● **What this task involves**:
Establish the number of lines below that contain the string "nonce". State that number alone.

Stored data
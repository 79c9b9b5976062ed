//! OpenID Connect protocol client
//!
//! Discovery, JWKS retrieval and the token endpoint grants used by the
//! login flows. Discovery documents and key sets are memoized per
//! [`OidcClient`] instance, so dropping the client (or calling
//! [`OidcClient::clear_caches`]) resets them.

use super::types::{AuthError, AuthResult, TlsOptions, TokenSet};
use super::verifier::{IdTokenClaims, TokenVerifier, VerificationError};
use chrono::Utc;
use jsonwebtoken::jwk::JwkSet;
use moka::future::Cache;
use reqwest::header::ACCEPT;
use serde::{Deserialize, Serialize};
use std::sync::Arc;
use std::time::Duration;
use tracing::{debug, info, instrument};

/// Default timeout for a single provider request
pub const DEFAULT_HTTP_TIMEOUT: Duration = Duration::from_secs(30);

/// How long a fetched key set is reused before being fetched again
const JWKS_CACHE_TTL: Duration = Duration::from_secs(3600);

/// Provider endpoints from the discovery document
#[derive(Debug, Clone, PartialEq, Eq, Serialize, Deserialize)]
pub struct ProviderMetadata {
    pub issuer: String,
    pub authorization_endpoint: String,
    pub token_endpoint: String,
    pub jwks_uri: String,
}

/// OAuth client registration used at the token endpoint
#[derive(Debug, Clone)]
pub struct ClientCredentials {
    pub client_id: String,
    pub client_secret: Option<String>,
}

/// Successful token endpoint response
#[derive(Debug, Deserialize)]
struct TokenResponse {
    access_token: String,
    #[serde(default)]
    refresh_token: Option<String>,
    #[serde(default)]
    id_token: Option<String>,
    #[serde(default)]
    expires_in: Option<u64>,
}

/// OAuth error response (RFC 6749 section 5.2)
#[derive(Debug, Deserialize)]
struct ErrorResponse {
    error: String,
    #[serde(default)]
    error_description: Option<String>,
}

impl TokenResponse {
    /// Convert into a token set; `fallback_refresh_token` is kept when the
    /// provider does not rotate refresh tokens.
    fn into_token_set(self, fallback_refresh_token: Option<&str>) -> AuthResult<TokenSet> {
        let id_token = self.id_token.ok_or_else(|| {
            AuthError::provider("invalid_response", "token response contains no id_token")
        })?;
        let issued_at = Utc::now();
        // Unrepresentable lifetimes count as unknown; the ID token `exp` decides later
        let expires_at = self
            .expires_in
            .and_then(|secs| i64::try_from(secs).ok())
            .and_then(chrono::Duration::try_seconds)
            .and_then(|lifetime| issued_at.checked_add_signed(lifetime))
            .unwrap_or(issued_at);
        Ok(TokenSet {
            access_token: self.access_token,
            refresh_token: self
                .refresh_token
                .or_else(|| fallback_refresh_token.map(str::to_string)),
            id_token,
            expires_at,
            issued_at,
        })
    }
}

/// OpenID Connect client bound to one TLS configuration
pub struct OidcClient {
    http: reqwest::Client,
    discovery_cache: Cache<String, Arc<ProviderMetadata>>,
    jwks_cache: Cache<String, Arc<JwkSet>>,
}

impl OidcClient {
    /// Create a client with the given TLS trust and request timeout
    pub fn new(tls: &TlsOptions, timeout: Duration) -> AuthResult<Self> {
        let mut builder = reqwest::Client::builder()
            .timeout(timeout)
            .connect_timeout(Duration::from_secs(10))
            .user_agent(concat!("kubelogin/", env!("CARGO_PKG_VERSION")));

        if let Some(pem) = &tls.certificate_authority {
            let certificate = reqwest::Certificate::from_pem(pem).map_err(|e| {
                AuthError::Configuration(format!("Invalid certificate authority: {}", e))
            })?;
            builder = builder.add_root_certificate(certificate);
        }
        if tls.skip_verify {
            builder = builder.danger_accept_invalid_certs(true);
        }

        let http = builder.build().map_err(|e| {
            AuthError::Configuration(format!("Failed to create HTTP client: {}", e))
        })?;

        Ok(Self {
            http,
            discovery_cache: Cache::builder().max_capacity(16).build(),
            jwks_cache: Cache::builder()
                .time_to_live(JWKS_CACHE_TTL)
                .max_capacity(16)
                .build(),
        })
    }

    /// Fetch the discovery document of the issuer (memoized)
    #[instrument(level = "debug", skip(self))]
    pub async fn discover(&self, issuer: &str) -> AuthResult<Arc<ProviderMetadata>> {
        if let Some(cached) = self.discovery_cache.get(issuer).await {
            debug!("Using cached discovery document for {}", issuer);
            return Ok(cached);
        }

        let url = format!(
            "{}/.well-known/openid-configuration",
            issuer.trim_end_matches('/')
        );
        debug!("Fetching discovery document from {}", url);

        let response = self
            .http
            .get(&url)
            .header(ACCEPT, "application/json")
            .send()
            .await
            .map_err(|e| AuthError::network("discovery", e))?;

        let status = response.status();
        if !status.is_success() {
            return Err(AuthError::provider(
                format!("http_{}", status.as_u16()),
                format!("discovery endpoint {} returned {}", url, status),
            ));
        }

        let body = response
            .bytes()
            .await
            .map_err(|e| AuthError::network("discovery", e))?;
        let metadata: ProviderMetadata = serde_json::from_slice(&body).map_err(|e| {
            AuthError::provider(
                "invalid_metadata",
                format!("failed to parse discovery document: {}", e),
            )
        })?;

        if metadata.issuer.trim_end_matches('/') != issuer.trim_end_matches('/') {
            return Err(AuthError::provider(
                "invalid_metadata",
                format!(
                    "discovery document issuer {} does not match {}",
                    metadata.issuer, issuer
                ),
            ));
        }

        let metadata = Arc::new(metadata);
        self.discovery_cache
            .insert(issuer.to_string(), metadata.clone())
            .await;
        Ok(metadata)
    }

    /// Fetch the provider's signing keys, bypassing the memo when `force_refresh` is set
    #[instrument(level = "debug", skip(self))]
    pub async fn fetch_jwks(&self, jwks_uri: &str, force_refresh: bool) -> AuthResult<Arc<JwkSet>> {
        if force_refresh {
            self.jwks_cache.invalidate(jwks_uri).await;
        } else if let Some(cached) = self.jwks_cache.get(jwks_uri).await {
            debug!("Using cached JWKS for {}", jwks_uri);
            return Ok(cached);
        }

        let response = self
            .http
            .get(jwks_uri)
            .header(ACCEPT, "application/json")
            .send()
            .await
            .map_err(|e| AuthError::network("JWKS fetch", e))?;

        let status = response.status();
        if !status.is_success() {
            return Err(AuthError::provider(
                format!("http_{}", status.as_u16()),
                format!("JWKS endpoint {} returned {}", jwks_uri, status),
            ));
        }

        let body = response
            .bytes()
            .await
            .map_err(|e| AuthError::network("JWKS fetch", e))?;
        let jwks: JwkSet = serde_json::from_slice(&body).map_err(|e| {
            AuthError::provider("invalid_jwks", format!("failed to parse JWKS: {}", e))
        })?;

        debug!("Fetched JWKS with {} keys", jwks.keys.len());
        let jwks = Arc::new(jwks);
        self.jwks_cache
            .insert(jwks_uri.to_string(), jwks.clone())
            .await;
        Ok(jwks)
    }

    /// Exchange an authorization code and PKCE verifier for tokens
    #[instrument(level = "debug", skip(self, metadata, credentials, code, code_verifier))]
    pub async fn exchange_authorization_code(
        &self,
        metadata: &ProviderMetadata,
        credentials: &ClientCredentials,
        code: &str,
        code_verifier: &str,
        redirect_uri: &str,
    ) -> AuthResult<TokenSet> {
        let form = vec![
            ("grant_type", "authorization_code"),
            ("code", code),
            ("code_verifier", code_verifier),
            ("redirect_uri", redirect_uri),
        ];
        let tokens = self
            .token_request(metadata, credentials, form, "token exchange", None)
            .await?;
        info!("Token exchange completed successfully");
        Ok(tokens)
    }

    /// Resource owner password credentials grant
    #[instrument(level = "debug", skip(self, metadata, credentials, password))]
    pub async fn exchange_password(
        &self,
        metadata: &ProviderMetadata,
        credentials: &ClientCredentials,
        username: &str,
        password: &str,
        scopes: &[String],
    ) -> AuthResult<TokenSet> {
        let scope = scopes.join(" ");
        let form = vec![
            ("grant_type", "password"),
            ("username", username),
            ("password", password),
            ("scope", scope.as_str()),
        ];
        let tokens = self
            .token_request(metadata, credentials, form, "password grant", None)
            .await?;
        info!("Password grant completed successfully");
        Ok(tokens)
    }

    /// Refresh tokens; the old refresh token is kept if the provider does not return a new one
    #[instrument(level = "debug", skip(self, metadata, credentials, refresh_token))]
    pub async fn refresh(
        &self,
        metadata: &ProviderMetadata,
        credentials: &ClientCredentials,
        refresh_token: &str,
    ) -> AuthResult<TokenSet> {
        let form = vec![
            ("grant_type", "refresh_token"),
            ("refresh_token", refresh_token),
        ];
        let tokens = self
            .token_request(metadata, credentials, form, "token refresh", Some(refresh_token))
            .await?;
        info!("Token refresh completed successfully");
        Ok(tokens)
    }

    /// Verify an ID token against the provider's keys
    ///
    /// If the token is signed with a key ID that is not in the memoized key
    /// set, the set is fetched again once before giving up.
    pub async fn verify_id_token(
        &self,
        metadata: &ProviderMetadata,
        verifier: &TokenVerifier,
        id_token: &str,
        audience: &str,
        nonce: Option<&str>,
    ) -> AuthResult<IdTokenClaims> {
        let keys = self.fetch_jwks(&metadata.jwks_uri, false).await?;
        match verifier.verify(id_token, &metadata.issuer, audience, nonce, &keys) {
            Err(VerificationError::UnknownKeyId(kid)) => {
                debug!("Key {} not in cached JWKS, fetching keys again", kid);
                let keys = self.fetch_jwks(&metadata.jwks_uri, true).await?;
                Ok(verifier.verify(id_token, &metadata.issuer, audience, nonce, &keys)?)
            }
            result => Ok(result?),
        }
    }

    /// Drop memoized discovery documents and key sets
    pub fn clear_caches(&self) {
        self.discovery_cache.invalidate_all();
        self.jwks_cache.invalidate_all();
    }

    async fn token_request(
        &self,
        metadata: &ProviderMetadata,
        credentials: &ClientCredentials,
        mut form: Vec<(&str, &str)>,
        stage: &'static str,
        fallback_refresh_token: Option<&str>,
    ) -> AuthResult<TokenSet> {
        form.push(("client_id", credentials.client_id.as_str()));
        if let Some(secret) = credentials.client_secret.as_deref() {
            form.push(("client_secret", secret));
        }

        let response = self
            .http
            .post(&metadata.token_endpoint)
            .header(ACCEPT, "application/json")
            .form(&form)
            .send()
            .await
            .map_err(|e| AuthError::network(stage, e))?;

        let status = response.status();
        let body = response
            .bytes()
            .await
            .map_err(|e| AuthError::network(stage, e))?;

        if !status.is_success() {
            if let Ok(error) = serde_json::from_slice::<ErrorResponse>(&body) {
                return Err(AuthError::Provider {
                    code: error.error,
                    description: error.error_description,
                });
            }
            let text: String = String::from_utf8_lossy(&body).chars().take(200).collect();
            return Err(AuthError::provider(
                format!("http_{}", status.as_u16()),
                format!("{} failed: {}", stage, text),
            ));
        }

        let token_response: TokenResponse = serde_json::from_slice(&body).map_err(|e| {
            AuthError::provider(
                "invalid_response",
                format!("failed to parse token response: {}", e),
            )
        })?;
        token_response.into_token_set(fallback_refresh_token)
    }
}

● **Exercise result**:
3